If the child is young, 2–6 years of age, and there are minimal changes of the hip, the child will only need to be observed, while older children will need more intervention to preserve motion of the hip.
Medication, such as Ibuprofen is used to decrease inflammation of hip joint. It may be used for several months. If the child is already presenting with a limp and stiffness of the hip, the child may require crutches and partake in physical therapy to improve the motion of the affected hip. If the motion of the hip becomes limited or radiographs show progressive deformity, a special cast may be used to keep the head of the femur in the proper position in the hip joint.

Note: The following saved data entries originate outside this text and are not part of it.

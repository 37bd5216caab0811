//! CONNECT End-to-End Tests
//!
//! Drives the public API the way a broker's connection handler would:
//! raw bytes in, framed decode, policy evaluation, CONNACK decision.
//!
//! Covers:
//! - Wire layout of minimal and fully populated packets
//! - Flag/payload consistency failures
//! - Fixed header framing and incremental input
//! - Policy outcomes for accepted and rejected clients

use std::time::Duration;

use bytes::{Bytes, BytesMut};
use pretty_assertions::assert_eq;

use vibemq_connect::codec::frame::MAX_REMAINING_LENGTH;
use vibemq_connect::policy::{ConnectReturnCode, WillTrigger};
use vibemq_connect::{
    decode_framed, encode_framed, Config, ConnectError, ConnectFields, ConnectPacket,
    ConnectPolicy, ErrorKind, FrameError, Phase, ProtocolVersion, QoS,
};

/// Length-prefixed field
fn field(data: &[u8]) -> Vec<u8> {
    let mut out = (data.len() as u16).to_be_bytes().to_vec();
    out.extend_from_slice(data);
    out
}

/// Variable header with the given flags byte and keep alive 60
fn header(flags: u8) -> Vec<u8> {
    let mut out = field(b"MQTT");
    out.extend_from_slice(&[0x04, flags, 0x00, 0x3C]);
    out
}

fn framed(body: &[u8]) -> Vec<u8> {
    assert!(body.len() < 128);
    let mut out = vec![0x10, body.len() as u8];
    out.extend_from_slice(body);
    out
}

// ============================================================================
// Wire layout
// ============================================================================

#[test]
fn test_minimal_connect_wire_layout() {
    let packet = ConnectPacket::builder("dev-1").keep_alive(60).build().unwrap();

    let mut buf = BytesMut::new();
    packet.encode(&mut buf).unwrap();

    let mut expected = header(0b0000_0010);
    expected.extend(field(b"dev-1"));
    assert_eq!(&buf[..], &expected[..]);

    let decoded = ConnectPacket::decode(&expected).unwrap();
    assert_eq!(decoded, packet);
    assert_eq!(decoded.client_id(), &Bytes::from_static(b"dev-1"));
    assert!(decoded.will().is_none());
    assert!(decoded.username().is_none());
    assert!(decoded.password().is_none());
}

#[test]
fn test_full_connect_field_order() {
    // will + username + password, will QoS 1, no retain
    let flags = 0b1100_1110;
    let mut bytes = header(flags);
    let fields: [&[u8]; 5] = [b"dev-1", b"lwt/dev-1", b"offline", b"alice", b"s3cret"];
    for f in fields {
        bytes.extend(field(f));
    }

    let packet = ConnectPacket::decode(&bytes).unwrap();
    assert_eq!(packet.connect_flags(), flags);
    assert_eq!(packet.will_topic(), Some(&Bytes::from_static(b"lwt/dev-1")));
    assert_eq!(packet.will_message(), Some(&Bytes::from_static(b"offline")));
    assert_eq!(packet.will_qos(), QoS::AtLeastOnce);
    assert!(!packet.will_retain());
    assert_eq!(packet.username(), Some(&Bytes::from_static(b"alice")));
    assert_eq!(packet.password(), Some(&Bytes::from_static(b"s3cret")));

    let mut buf = BytesMut::new();
    packet.encode(&mut buf).unwrap();
    assert_eq!(&buf[..], &bytes[..]);
}

#[test]
fn test_full_connect_missing_password() {
    let mut bytes = header(0b1100_1110);
    let fields: [&[u8]; 4] = [b"dev-1", b"lwt/dev-1", b"offline", b"alice"];
    for f in fields {
        bytes.extend(field(f));
    }

    let err = ConnectPacket::decode(&bytes).unwrap_err();
    assert_eq!(err, ConnectError::new(Phase::Payload, ErrorKind::MissingPassword));
}

#[test]
fn test_reserved_bit_rejected() {
    let mut bytes = header(0b0000_0001);
    bytes.extend(field(b"dev-1"));

    let err = ConnectPacket::decode(&bytes).unwrap_err();
    assert_eq!(err.kind(), ErrorKind::ReservedBitSet);
    assert_eq!(err.phase(), Phase::Header);
    assert_eq!(err.to_string(), format!("header error: {}", ErrorKind::ReservedBitSet));
}

#[test]
fn test_fields_roundtrip_through_build() {
    let fields = ConnectFields {
        protocol_name: "MQIsdp".to_string(),
        protocol_level: 3,
        clean_session: false,
        keep_alive: 0,
        client_id: Bytes::from_static(b"legacy"),
        username_flag: true,
        username: Some(Bytes::from_static(b"bob")),
        ..Default::default()
    };
    let packet = ConnectPacket::build(fields.clone()).unwrap();
    assert_eq!(packet.protocol_version(), Some(ProtocolVersion::V31));
    assert_eq!(packet.fields(), fields);

    let mut buf = BytesMut::new();
    packet.encode(&mut buf).unwrap();
    assert_eq!(ConnectPacket::decode(&buf).unwrap().into_fields(), fields);
}

// ============================================================================
// Framing
// ============================================================================

#[test]
fn test_framed_roundtrip() {
    let packet = ConnectPacket::builder("sensor-42")
        .will("sensors/42/state", "lost", QoS::ExactlyOnce, true)
        .credentials("sensor", "pw")
        .build()
        .unwrap();

    let mut buf = BytesMut::new();
    encode_framed(&packet, &mut buf).unwrap();

    let (decoded, consumed) = decode_framed(&buf, MAX_REMAINING_LENGTH).unwrap().unwrap();
    assert_eq!(consumed, buf.len());
    assert_eq!(decoded, packet);
}

#[test]
fn test_framed_incremental_input() {
    let mut body = header(0b0000_0010);
    body.extend(field(b"dev-1"));
    let bytes = framed(&body);

    for len in 0..bytes.len() {
        assert_eq!(decode_framed(&bytes[..len], MAX_REMAINING_LENGTH), Ok(None));
    }
    let (packet, consumed) = decode_framed(&bytes, MAX_REMAINING_LENGTH).unwrap().unwrap();
    assert_eq!(consumed, bytes.len());
    assert_eq!(packet.client_id(), &Bytes::from_static(b"dev-1"));
}

#[test]
fn test_framed_followed_by_next_packet() {
    let mut body = header(0b0000_0010);
    body.extend(field(b"dev-1"));
    let mut bytes = framed(&body);
    let packet_len = bytes.len();
    // PINGREQ pipelined after CONNECT
    bytes.extend_from_slice(&[0xC0, 0x00]);

    let (_, consumed) = decode_framed(&bytes, MAX_REMAINING_LENGTH).unwrap().unwrap();
    assert_eq!(consumed, packet_len);
}

#[test]
fn test_framed_body_error() {
    let mut body = header(0b0000_0001);
    body.extend(field(b"dev-1"));
    let bytes = framed(&body);

    let err = decode_framed(&bytes, MAX_REMAINING_LENGTH).unwrap_err();
    assert_eq!(
        err,
        FrameError::Connect(ConnectError::new(Phase::Header, ErrorKind::ReservedBitSet))
    );
}

#[test]
fn test_framed_configured_limit() {
    let config = Config::parse("[limits]\nmax_packet_size = 16\n").unwrap();
    let mut body = header(0b0000_0010);
    body.extend(field(b"a-client-id-longer-than-the-limit"));
    let bytes = framed(&body);

    assert_eq!(
        decode_framed(&bytes, config.limits.max_packet_size),
        Err(FrameError::PacketTooLarge)
    );
}

// ============================================================================
// Policy
// ============================================================================

#[test]
fn test_connack_flow_accepted() {
    let policy = ConnectPolicy::default();
    let packet = ConnectPacket::builder("dev-1")
        .keep_alive(30)
        .will("dev/1/status", "offline", QoS::AtLeastOnce, false)
        .build()
        .unwrap();

    let mut buf = BytesMut::new();
    encode_framed(&packet, &mut buf).unwrap();
    let (decoded, _) = decode_framed(&buf, MAX_REMAINING_LENGTH).unwrap().unwrap();

    let params = policy.evaluate(&decoded).unwrap();
    assert_eq!(params.client_id, "dev-1");
    assert_eq!(params.keep_alive.timeout(), Some(Duration::from_secs(45)));
    assert!(params.keep_alive.is_expired(Duration::from_secs(46)));

    let will = params.will.unwrap();
    assert!(will.publishes_on(WillTrigger::KeepAliveTimeout));
    assert!(!will.publishes_on(WillTrigger::Disconnect));
}

#[test]
fn test_connack_flow_rejected_version() {
    let policy = ConnectPolicy::default();
    let packet = ConnectPacket::builder("dev-1")
        .version(ProtocolVersion::V5)
        .build()
        .unwrap();

    let rejection = policy.evaluate(&packet).unwrap_err();
    assert_eq!(
        rejection.response.map(ConnectReturnCode::as_u8),
        Some(0x01)
    );
}

#[test]
fn test_connack_flow_malformed() {
    let policy = ConnectPolicy::default();
    let err = ConnectPacket::decode(&header(0b0100_0010)).unwrap_err();
    assert_eq!(err.kind(), ErrorKind::PasswordWithoutUsername);

    let rejection = policy.on_decode_error(&err);
    assert_eq!(rejection.response, None);
}

#[test]
fn test_policy_from_config() {
    let config = Config::parse(
        r#"
[policy]
allow_empty_client_id = false
"#,
    )
    .unwrap();
    let policy = ConnectPolicy::new(&config.policy);

    let packet = ConnectPacket::builder("").build().unwrap();
    let rejection = policy.evaluate(&packet).unwrap_err();
    assert_eq!(rejection.response, Some(ConnectReturnCode::IdentifierRejected));
}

Surgery may be needed in severe cases to realign and place the hip back in the proper position. This is done with screws and plates which will be removed at a later time. Other surgeries may include a procedure to redirect or contain the upper part of the thigh bone (femur) in the socket to help maintain the roundness of the upper end of the femur. The patient again will be placed into a cast from chest to toes for 6–8 weeks. After the cast is removed, the child will participate in physical therapy to regain motion of the hip.